§ Exercise requirements: Below are some records. Reproduce them exactly from their first line through the line with "let mut position = BTreeMap::new();", inclusive.

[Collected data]

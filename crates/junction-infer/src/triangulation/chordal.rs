//! Chordal graph utilities.
//!
//! A graph is chordal iff it admits a perfect elimination ordering (PEO):
//! an order in which every node's later neighbours form a clique. Maximum
//! cardinality search finds one whenever it exists.

use std::collections::{BTreeMap, BTreeSet};

use crate::graph::{Edge, NodeId, UndiGraph};

/// Maximum cardinality search.
///
/// Visits nodes by decreasing number of already-visited neighbours (ties to
/// the smallest id) and returns the *reverse* visit order, which is a perfect
/// elimination ordering whenever `graph` is chordal.
pub fn maximum_cardinality_search(graph: &UndiGraph) -> Vec<NodeId> {
    let mut weight: BTreeMap<NodeId, usize> = graph.nodes().map(|n| (n, 0)).collect();
    let mut visit = Vec::with_capacity(graph.size());

    while !weight.is_empty() {
        let mut best: Option<(NodeId, usize)> = None;
        for (&node, &w) in &weight {
            if best.map_or(true, |(_, bw)| w > bw) {
                best = Some((node, w));
            }
        }
        let Some((node, _)) = best else { break };
        weight.remove(&node);
        for n in graph.neighbours(node) {
            if let Some(w) = weight.get_mut(&n) {
                *w += 1;
            }
        }
        visit.push(node);
    }

    visit.reverse();
    visit
}

/// Whether `order` is a perfect elimination ordering of `graph`.
///
/// `order` must list every node exactly once.
pub fn is_perfect_elimination_order(graph: &UndiGraph, order: &[NodeId]) -> bool {
    if order.len() != graph.size() {
        return false;
    }
    let mut position = BTreeMap::new();
    for (i, &node) in order.iter().enumerate() {
        if !graph.exists_node(node) || position.insert(node, i).is_some() {
            return false;
        }
    }

    // Checking that the remaining later neighbours are adjacent to the
    // earliest one is enough.
    for (i, &node) in order.iter().enumerate() {
        let later: Vec<NodeId> = graph
            .neighbours(node)
            .filter(|n| position[n] > i)
            .collect();
        let Some(&parent) = later.iter().min_by_key(|n| position[*n]) else {
            continue;
        };
        if later
            .iter()
            .any(|&n| n != parent && !graph.exists_edge(parent, n))
        {
            return false;
        }
    }
    true
}

/// Whether every cycle of length four or more in `graph` has a chord.
pub fn is_chordal(graph: &UndiGraph) -> bool {
    is_perfect_elimination_order(graph, &maximum_cardinality_search(graph))
}

/// `{node} ∪ later neighbours` for each node of a perfect elimination order.
pub(crate) fn elimination_cliques(
    graph: &UndiGraph,
    order: &[NodeId],
) -> Vec<(NodeId, BTreeSet<NodeId>)> {
    let position: BTreeMap<NodeId, usize> =
        order.iter().enumerate().map(|(i, &n)| (n, i)).collect();
    order
        .iter()
        .enumerate()
        .map(|(i, &node)| {
            let mut clique: BTreeSet<NodeId> = graph
                .neighbours(node)
                .filter(|n| position.get(n).is_some_and(|&p| p > i))
                .collect();
            clique.insert(node);
            (node, clique)
        })
        .collect()
}

/// Keep the cliques not contained in another; among equal sets the first
/// one wins. Input order is preserved.
pub(crate) fn keep_maximal(
    cliques: Vec<(NodeId, BTreeSet<NodeId>)>,
) -> Vec<(NodeId, BTreeSet<NodeId>)> {
    let mut kept = Vec::with_capacity(cliques.len());
    for (i, (node, clique)) in cliques.iter().enumerate() {
        let dominated = cliques.iter().enumerate().any(|(j, (_, other))| {
            i != j
                && clique.is_subset(other)
                && (clique.len() < other.len() || j < i)
        });
        if !dominated {
            kept.push((*node, clique.clone()));
        }
    }
    kept
}

/// Maximal cliques of a chordal graph.
///
/// On a non-chordal graph the result only covers the cliques induced by the
/// search order and is not meaningful.
pub fn maximal_cliques_of_chordal(graph: &UndiGraph) -> Vec<BTreeSet<NodeId>> {
    let order = maximum_cardinality_search(graph);
    keep_maximal(elimination_cliques(graph, &order))
        .into_iter()
        .map(|(_, clique)| clique)
        .collect()
}

/// Remove fill-in edges until none can go without breaking chordality.
///
/// `graph` must be chordal. An edge `uv` of a chordal graph can be removed
/// while keeping it chordal iff the common neighbours of `u` and `v` are
/// pairwise adjacent. Returns the fill-ins that remain.
pub fn minimize_fill_ins(graph: &mut UndiGraph, fill_ins: &[Edge]) -> Vec<Edge> {
    let mut remaining: Vec<Edge> = fill_ins.to_vec();
    loop {
        let removable = remaining.iter().position(|e| {
            let (u, v) = (e.first(), e.second());
            let common: Vec<NodeId> = match (graph.neighbour_set(u), graph.neighbour_set(v)) {
                (Some(a), Some(b)) => a.intersection(b).copied().collect(),
                _ => return false,
            };
            graph.is_complete(&common)
        });
        match removable {
            Some(i) => {
                let edge = remaining.remove(i);
                graph.remove_edge(edge.first(), edge.second());
            }
            None => return remaining,
        }
    }
}

#[cfg(test)]
mod tests {
    use super::*;

    fn graph(n: usize, edges: &[(NodeId, NodeId)]) -> UndiGraph {
        let mut g = UndiGraph::new();
        for _ in 0..n {
            g.add_node();
        }
        for &(a, b) in edges {
            g.add_edge(a, b).unwrap();
        }
        g
    }

    #[test]
    fn test_cycle_is_not_chordal() {
        let mut g = graph(4, &[(0, 1), (1, 2), (2, 3), (3, 0)]);
        assert!(!is_chordal(&g));
        g.add_edge(0, 2).unwrap();
        assert!(is_chordal(&g));
        let order = maximum_cardinality_search(&g);
        assert!(is_perfect_elimination_order(&g, &order));
    }

    #[test]
    fn test_peo_check() {
        // path 0-1-2
        let g = graph(3, &[(0, 1), (1, 2)]);
        assert!(is_perfect_elimination_order(&g, &[0, 1, 2]));
        // eliminating the middle first needs 0-2
        assert!(!is_perfect_elimination_order(&g, &[1, 0, 2]));
        assert!(!is_perfect_elimination_order(&g, &[0, 1]));
        assert!(!is_perfect_elimination_order(&g, &[0, 0, 2]));
    }

    #[test]
    fn test_maximal_cliques() {
        // two triangles sharing edge 1-2, plus isolated node 4
        let g = graph(5, &[(0, 1), (0, 2), (1, 2), (1, 3), (2, 3)]);
        let mut cliques = maximal_cliques_of_chordal(&g);
        cliques.sort();
        assert_eq!(
            cliques,
            vec![
                BTreeSet::from([0, 1, 2]),
                BTreeSet::from([1, 2, 3]),
                BTreeSet::from([4]),
            ]
        );
    }

    #[test]
    fn test_minimize_drops_redundant_fill() {
        // path 0-1-2 triangulated with a useless 0-2 fill-in
        let mut g = graph(3, &[(0, 1), (1, 2), (0, 2)]);
        let kept = minimize_fill_ins(&mut g, &[Edge::new(0, 2)]);
        assert!(kept.is_empty());
        assert!(!g.exists_edge(0, 2));

        // 4-cycle needs its chord
        let mut g = graph(4, &[(0, 1), (1, 2), (2, 3), (3, 0), (0, 2)]);
        let kept = minimize_fill_ins(&mut g, &[Edge::new(0, 2)]);
        assert_eq!(kept, vec![Edge::new(0, 2)]);
    }
}
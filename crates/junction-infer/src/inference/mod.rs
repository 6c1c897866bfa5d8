//! Exact inference on junction trees.
//!
//! # Architecture
//!
//! ```text
//! model ─► moral graph ─► triangulation ─► junction tree ─► (binary tree)
//!                                                              │
//!                tables + evidence ─► cliques ─► collect ─► diffuse ─► posteriors
//! ```
//!
//! Every table operation goes through a [`Scheduler`] that memoizes
//! combinations and projections for the duration of a run. Messages are
//! kept between runs and only those downstream of changed evidence are
//! recomputed.

mod engine;
mod evidence;
mod scheduler;

pub use engine::{JunctionTreeInference, MessageTask};
pub use evidence::Evidence;
pub use scheduler::{OperationKey, Scheduler, SchedulerStats, SharedTable, TableId};
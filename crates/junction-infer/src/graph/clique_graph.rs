//! Clique graphs: undirected graphs whose nodes carry variable sets.

use std::collections::{BTreeMap, BTreeSet, VecDeque};

use crate::error::{PgmError, Result};
use crate::graph::{NodeId, UndiGraph};

/// Identifier of a clique inside a [`CliqueGraph`].
pub type CliqueId = usize;

/// Undirected graph of cliques. The separator of an edge is the intersection
/// of the two cliques it joins and is always derived, never stored.
#[derive(Clone, Debug, Default, PartialEq)]
pub struct CliqueGraph {
    graph: UndiGraph,
    cliques: BTreeMap<CliqueId, BTreeSet<NodeId>>,
}

impl CliqueGraph {
    /// An empty clique graph.
    pub fn new() -> Self {
        Self::default()
    }

    /// Add a clique with a fresh id.
    pub fn add_clique(&mut self, variables: BTreeSet<NodeId>) -> CliqueId {
        let id = self.graph.add_node();
        self.cliques.insert(id, variables);
        id
    }

    /// Add a clique with a caller-chosen id.
    pub fn add_clique_with_id(&mut self, id: CliqueId, variables: BTreeSet<NodeId>) -> Result<()> {
        self.graph.add_node_with_id(id)?;
        self.cliques.insert(id, variables);
        Ok(())
    }

    /// Remove a clique and its edges.
    pub fn remove_clique(&mut self, id: CliqueId) {
        self.graph.remove_node(id);
        self.cliques.remove(&id);
    }

    /// Add a variable to an existing clique.
    pub fn add_to_clique(&mut self, id: CliqueId, var: NodeId) -> Result<()> {
        self.cliques
            .get_mut(&id)
            .ok_or(PgmError::NodeNotFound(id))?
            .insert(var);
        Ok(())
    }

    /// Replace the variable set of a clique.
    pub fn set_clique(&mut self, id: CliqueId, variables: BTreeSet<NodeId>) -> Result<()> {
        let slot = self.cliques.get_mut(&id).ok_or(PgmError::NodeNotFound(id))?;
        *slot = variables;
        Ok(())
    }

    /// Join two cliques.
    pub fn add_edge(&mut self, a: CliqueId, b: CliqueId) -> Result<()> {
        self.graph.add_edge(a, b)
    }

    pub fn remove_edge(&mut self, a: CliqueId, b: CliqueId) {
        self.graph.remove_edge(a, b);
    }

    /// Whether cliques `a` and `b` are adjacent.
    pub fn exists_edge(&self, a: CliqueId, b: CliqueId) -> bool {
        self.graph.exists_edge(a, b)
    }

    /// Variables of clique `id`.
    pub fn clique(&self, id: CliqueId) -> Option<&BTreeSet<NodeId>> {
        self.cliques.get(&id)
    }

    /// Variables shared by two cliques.
    pub fn separator(&self, a: CliqueId, b: CliqueId) -> Result<BTreeSet<NodeId>> {
        let ca = self.cliques.get(&a).ok_or(PgmError::NodeNotFound(a))?;
        let cb = self.cliques.get(&b).ok_or(PgmError::NodeNotFound(b))?;
        Ok(ca.intersection(cb).copied().collect())
    }

    /// Cliques adjacent to `id`.
    pub fn neighbours(&self, id: CliqueId) -> impl Iterator<Item = CliqueId> + '_ {
        self.graph.neighbours(id)
    }

    /// Clique ids in increasing order.
    pub fn clique_ids(&self) -> impl Iterator<Item = CliqueId> + '_ {
        self.cliques.keys().copied()
    }

    /// Every clique with its variables, by increasing id.
    pub fn cliques(&self) -> impl Iterator<Item = (CliqueId, &BTreeSet<NodeId>)> {
        self.cliques.iter().map(|(&id, c)| (id, c))
    }

    pub fn edges(&self) -> impl Iterator<Item = crate::graph::Edge> + '_ {
        self.graph.edges()
    }

    /// Number of cliques.
    pub fn size(&self) -> usize {
        self.cliques.len()
    }

    /// Number of clique edges.
    pub fn size_edges(&self) -> usize {
        self.graph.size_edges()
    }

    pub fn is_empty(&self) -> bool {
        self.cliques.is_empty()
    }

    /// Underlying clique adjacency.
    pub fn graph(&self) -> &UndiGraph {
        &self.graph
    }

    /// Clique ids grouped by connected component.
    pub fn connected_components(&self) -> Vec<Vec<CliqueId>> {
        self.graph.connected_components()
    }

    /// A graph is a forest iff `|E| = |V| - #components`.
    pub fn is_forest(&self) -> bool {
        self.size_edges() + self.connected_components().len() == self.size()
    }

    /// Cliques on the tree path from `from` to `to`, both included.
    ///
    /// Returns `None` when the two cliques are not connected.
    pub fn path(&self, from: CliqueId, to: CliqueId) -> Option<Vec<CliqueId>> {
        if !self.cliques.contains_key(&from) || !self.cliques.contains_key(&to) {
            return None;
        }
        let mut previous: BTreeMap<CliqueId, CliqueId> = BTreeMap::new();
        let mut queue = VecDeque::from([from]);
        previous.insert(from, from);
        while let Some(current) = queue.pop_front() {
            if current == to {
                let mut path = vec![to];
                let mut node = to;
                while node != from {
                    node = previous[&node];
                    path.push(node);
                }
                path.reverse();
                return Some(path);
            }
            for n in self.neighbours(current) {
                if let std::collections::btree_map::Entry::Vacant(e) = previous.entry(n) {
                    e.insert(current);
                    queue.push_back(n);
                }
            }
        }
        None
    }

    /// Check the running-intersection property: for every variable, the
    /// cliques containing it induce a connected subgraph.
    pub fn has_running_intersection(&self) -> bool {
        let mut holders: BTreeMap<NodeId, Vec<CliqueId>> = BTreeMap::new();
        for (&id, clique) in &self.cliques {
            for &var in clique {
                holders.entry(var).or_default().push(id);
            }
        }

        holders.iter().all(|(&var, ids)| {
            if ids.len() <= 1 {
                return true;
            }
            let mut visited = BTreeSet::from([ids[0]]);
            let mut stack = vec![ids[0]];
            while let Some(current) = stack.pop() {
                for n in self.neighbours(current) {
                    let holds = self.cliques.get(&n).map(|c| c.contains(&var));
                    if holds == Some(true) && visited.insert(n) {
                        stack.push(n);
                    }
                }
            }
            visited.len() == ids.len()
        })
    }
}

§ Problem solution:
filename crates/junction-infer/src/triangulation/chordal.rs
//! Chordal graph utilities.
//!
//! A graph is chordal iff it admits a perfect elimination ordering (PEO):
//! an order in which every node's later neighbours form a clique. Maximum
//! cardinality search finds one whenever it exists.

use std::collections::{BTreeMap, BTreeSet};

use crate::graph::{Edge, NodeId, UndiGraph};

/// Maximum cardinality search.
///
/// Visits nodes by decreasing number of already-visited neighbours (ties to
/// the smallest id) and returns the *reverse* visit order, which is a perfect
/// elimination ordering whenever `graph` is chordal.
pub fn maximum_cardinality_search(graph: &UndiGraph) -> Vec<NodeId> {
    let mut weight: BTreeMap<NodeId, usize> = graph.nodes().map(|n| (n, 0)).collect();
    let mut visit = Vec::with_capacity(graph.size());

    while !weight.is_empty() {
        let mut best: Option<(NodeId, usize)> = None;
        for (&node, &w) in &weight {
            if best.map_or(true, |(_, bw)| w > bw) {
                best = Some((node, w));
            }
        }
        let Some((node, _)) = best else { break };
        weight.remove(&node);
        for n in graph.neighbours(node) {
            if let Some(w) = weight.get_mut(&n) {
                *w += 1;
            }
        }
        visit.push(node);
    }

    visit.reverse();
    visit
}

/// Whether `order` is a perfect elimination ordering of `graph`.
///
/// `order` must list every node exactly once.
pub fn is_perfect_elimination_order(graph: &UndiGraph, order: &[NodeId]) -> bool {
    if order.len() != graph.size() {
        return false;
    }
    let mut position = BTreeMap::new();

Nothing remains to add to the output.